[#20] François-Emeric - "I quit la finance pour co-fonder une startup dans la seconde main"


reconversion professionnelle

J’ai obtenu un Master d’Ingénierie financière à Paris Dauphine. Tous les étés, je faisais des stages en finance. Et en césure, j’ai rejoint un fonds de private equity. Au début, c’était hyper intéressant, ça se passait bien. Mais une fois que j’ai maîtrisé toutes les tâches, j’ai eu l’impression de faire tout le temps la même chose… J’ai ensuite fait un Master Finance à l’Imperial College de Londres.


Mais je maîtrisais déjà une partie des enseignements, du fait de mon expérience passée en private equity. J’ai donc décidé de chercher un travail à temps partiel. J’ai rejoint un hedge fund, où j’ai débuté un CDI dès la fin de mon Master. J’adorais ma vie à Londres. J’étais payé 70 000 pounds par an, hors bonus. Mais au bout de quelques mois, j’ai recommencé à m’ennuyer, et à me poser des questions.
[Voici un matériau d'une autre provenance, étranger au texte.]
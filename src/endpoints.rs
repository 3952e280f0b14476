//! URL registry for the Toggl v8 API and the reports v2 API.
//!
//! These are plain constants and string-building functions; nothing here
//! issues a request or holds state.

pub const V8_BASE_URL: &str = "https://www.toggl.com/api/v8";
pub const REPORTS_BASE_URL: &str = "https://toggl.com/reports/api/v2";

pub const WORKSPACES: &str = "https://www.toggl.com/api/v8/workspaces";
pub const CLIENTS: &str = "https://www.toggl.com/api/v8/clients";
pub const PROJECTS: &str = "https://www.toggl.com/api/v8/projects";
pub const TIME_ENTRIES: &str = "https://www.toggl.com/api/v8/time_entries";
pub const CURRENT_RUNNING_TIME: &str = "https://www.toggl.com/api/v8/time_entries/current";

pub const REPORT_DETAILED: &str = "https://toggl.com/reports/api/v2/details";
pub const REPORT_SUMMARY: &str = "https://toggl.com/reports/api/v2/summary";
pub const REPORT_WEEKLY: &str = "https://toggl.com/reports/api/v2/weekly";

/// Projects visible in a workspace.
pub fn workspace_projects(workspace_id: u64) -> String {
  format!("{V8_BASE_URL}/workspaces/{workspace_id}/projects")
}

/// Projects attached to a client.
pub fn client_projects(client_id: u64) -> String {
  format!("{V8_BASE_URL}/clients/{client_id}/projects")
}
use anyhow::{Context, Result, bail};
use chrono::NaiveDate;
use serde::{Deserialize, Serialize};

// Date-window types live here to keep main focused.

/// Closed range of calendar days; both ends inclusive.
#[derive(Debug, Clone, Copy, PartialEq, Eq, Serialize, Deserialize)]
pub struct DateRange {
  pub start: NaiveDate,
  pub end: NaiveDate,
}

impl DateRange {
  pub fn new(start: NaiveDate, end: NaiveDate) -> Result<Self> {
    if end < start {
      bail!("invalid date range: {end} is before {start}");
    }
    Ok(DateRange { start, end })
  }

  /// Every calendar day in the range, ascending. This is the column grid the
  /// reshaper reindexes against.
  pub fn days(&self) -> Vec<NaiveDate> {
    let mut out = Vec::new();
    let mut cur = self.start;
    while cur <= self.end {
      out.push(cur);
      // succ_opt only fails at the end of representable time
      cur = match cur.succ_opt() {
        Some(next) => next,
        None => break,
      };
    }
    out
  }
}

#[derive(Clone, Eq, PartialEq, Debug, Serialize, Deserialize)]
pub enum WindowSpec {
  Month { ym: String },
  SinceUntil { since: String, until: String },
}

/// First and last day of a `YYYY-MM` month.
pub fn month_bounds(year_month: &str) -> Result<DateRange> {
  let parts: Vec<&str> = year_month.split('-').collect();

  if parts.len() != 2 {
    bail!("invalid --month, expected YYYY-MM");
  }
  let y: i32 = parts[0].parse().context("parsing year in --month")?;
  let m: u32 = parts[1].parse().context("parsing month in --month")?;

  if !(1..=12).contains(&m) {
    bail!("invalid month in --month");
  }
  let (next_y, next_m) = if m == 12 { (y + 1, 1) } else { (y, m + 1) };

  let start = NaiveDate::from_ymd_opt(y, m, 1).context("building first of month")?;
  let end = NaiveDate::from_ymd_opt(next_y, next_m, 1)
    .and_then(|d| d.pred_opt())
    .context("building last of month")?;

  DateRange::new(start, end)
}

fn parse_date(s: &str, what: &str) -> Result<NaiveDate> {
  NaiveDate::parse_from_str(s, "%Y-%m-%d").with_context(|| format!("parsing {what} date {s:?}, expected YYYY-MM-DD"))
}

/// Resolve a window selection into the concrete closed date range the report
/// endpoints are queried with.
pub fn resolve_window(window: &WindowSpec) -> Result<DateRange> {
  match window {
    WindowSpec::Month { ym } => month_bounds(ym),
    WindowSpec::SinceUntil { since, until } => {
      DateRange::new(parse_date(since, "--since")?, parse_date(until, "--until")?)
    }
  }
}

#[cfg(test)]
mod tests {
  use super::*;

  #[test]
  fn month_bounds_basic() {
    let r = month_bounds("2025-08").unwrap();
    assert_eq!(r.start, NaiveDate::from_ymd_opt(2025, 8, 1).unwrap());
    assert_eq!(r.end, NaiveDate::from_ymd_opt(2025, 8, 31).unwrap());
  }

  #[test]
  fn month_bounds_december_rolls_year() {
    let r = month_bounds("2024-12").unwrap();
    assert_eq!(r.end, NaiveDate::from_ymd_opt(2024, 12, 31).unwrap());
  }

  #[test]
  fn month_bounds_invalid_errors() {
    assert!(month_bounds("2025-13").is_err());
    assert!(month_bounds("2025").is_err());
  }

  #[test]
  fn days_are_contiguous_and_inclusive() {
    let r = resolve_window(&WindowSpec::SinceUntil {
      since: "2024-01-01".into(),
      until: "2024-01-03".into(),
    })
    .unwrap();
    let days = r.days();
    assert_eq!(days.len(), 3);
    assert_eq!(days[0], r.start);
    assert_eq!(days[2], r.end);
  }

  #[test]
  fn single_day_range_has_one_column() {
    let d = NaiveDate::from_ymd_opt(2024, 2, 29).unwrap();
    let r = DateRange::new(d, d).unwrap();
    assert_eq!(r.days(), vec![d]);
  }

  #[test]
  fn reversed_range_is_rejected() {
    let a = NaiveDate::from_ymd_opt(2024, 1, 2).unwrap();
    let b = NaiveDate::from_ymd_opt(2024, 1, 1).unwrap();
    assert!(DateRange::new(a, b).is_err());
  }
}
Je ne voulais pas m’enfermer dans ce schéma sans surprise dans lequel tu es Analyst 2 ans, Associate 3 ans, Directeur… J’étais au bureau à 7h du matin, je finissais à 20h. Le rythme était sportif, mais je n’étais pas fatigué. Pourtant, je m’endormais en réunion, parce que je ne me sentais pas assez impliqué… En plus, en hedge fund, tu as beau bosser comme un fou, 70% de ton travail finit dans le vide.

En plus, j’ai du mal à m’impliquer dans un projet qui n’est pas le mien. J’ai toujours su que je ne rejoindrais jamais une énorme boîte pour un produit que je n’ai pas créé ! J’ai fini par perdre toute motivation pour la finance. Je me suis alors dit : “Quel est l'intérêt à ce que je reste?” Puis un jour, alors que j’avais prévu des vacances en famille depuis des semaines et prévenu mon boss très en amont, il me les a annulées au dernier moment…


Et en plein mois d’août, alors qu’il ne se passait rien sur les marchés financiers ! C'était l'élément déclencheur. J’ai démissionné. Puis je suis revenu à Paris, chez mes parents, sans salaire, et sans chômage, vu que je travaillais à Londres. Je suis passé de 6000 euros par mois à zéro. J’ai toujours aimé coder à Dauphine, et j’avais déjà hésité à tenter la Piscine de l’Ecole 42.

Je me suis alors dit : “F***, je me lance”. Pendant 1 mois, on est 300, et on travaille 15 heures par jour, week-end inclus. Beaucoup abandonnent. J’ai été heureux de finir premier, ce qui m’a conforté dans l’idée que j’adorais coder ! Puis un jour, un ami de Dauphine m’a contacté pour l’aider dans son projet de start-up dans la seconde main. L’équipe était composée de trois personnes.

Depuis juin 2020, je suis CTO de cette boîte, Freepry. On développe un logiciel qui permet aux boutiques physiques de prendre part au marché de la seconde main. Aujourd’hui, ce marché est très centré C2C… Côté acheteur, tu n’es jamais sûr de ce que tu recevras. Et côté vendeur, tu es contraint de baisser tes prix à outrance : grâce à Freepry, la boutique te propose un prix juste pour ton produit, et une fois vendu, tu as un bon d’achat.


Et on permet aux boutiques redynamiser leur trafic, et de faire un premier pas dans l'économie circulaire ! On a eu un pop-up à Citadium durant le mois de novembre, tout le monde était super content. On sait que l’idée plaît ! On a 200 boutiques, dans toute la France, et on a la chance d’être incubés par Showroomprivé et par Station F.


On est entre amis, l’ambiance de travail est super. En plus, c’est “ton bébé”, donc tout le monde veut que ça décolle, il n’y a pas de “fantômes” ! Mais bien sûr, c’est une situation incertaine. On prend le risque que ça ne marche pas et qu’on ait “perdu” des mois. Tu dois te manager tout seul, et être capable de t’auto-évaluer. Mais même si tu as des hauts et des bas, c’est toujours hyper stimulant. C’est passionnant comme vie !

A la question : “Est-ce que je regrette d’avoir fait 5 ans d'études 2 ans de carrière en finance pour au final faire quelque chose de totalement différent ?”, ma réponse est : non. Tout apprentissage et toute expérience sont bons à prendre, et le temps qui y est consacré ne devrait jamais justifier un mal-être professionnel. Il n’y a pas de mauvais moment pour se réinventer.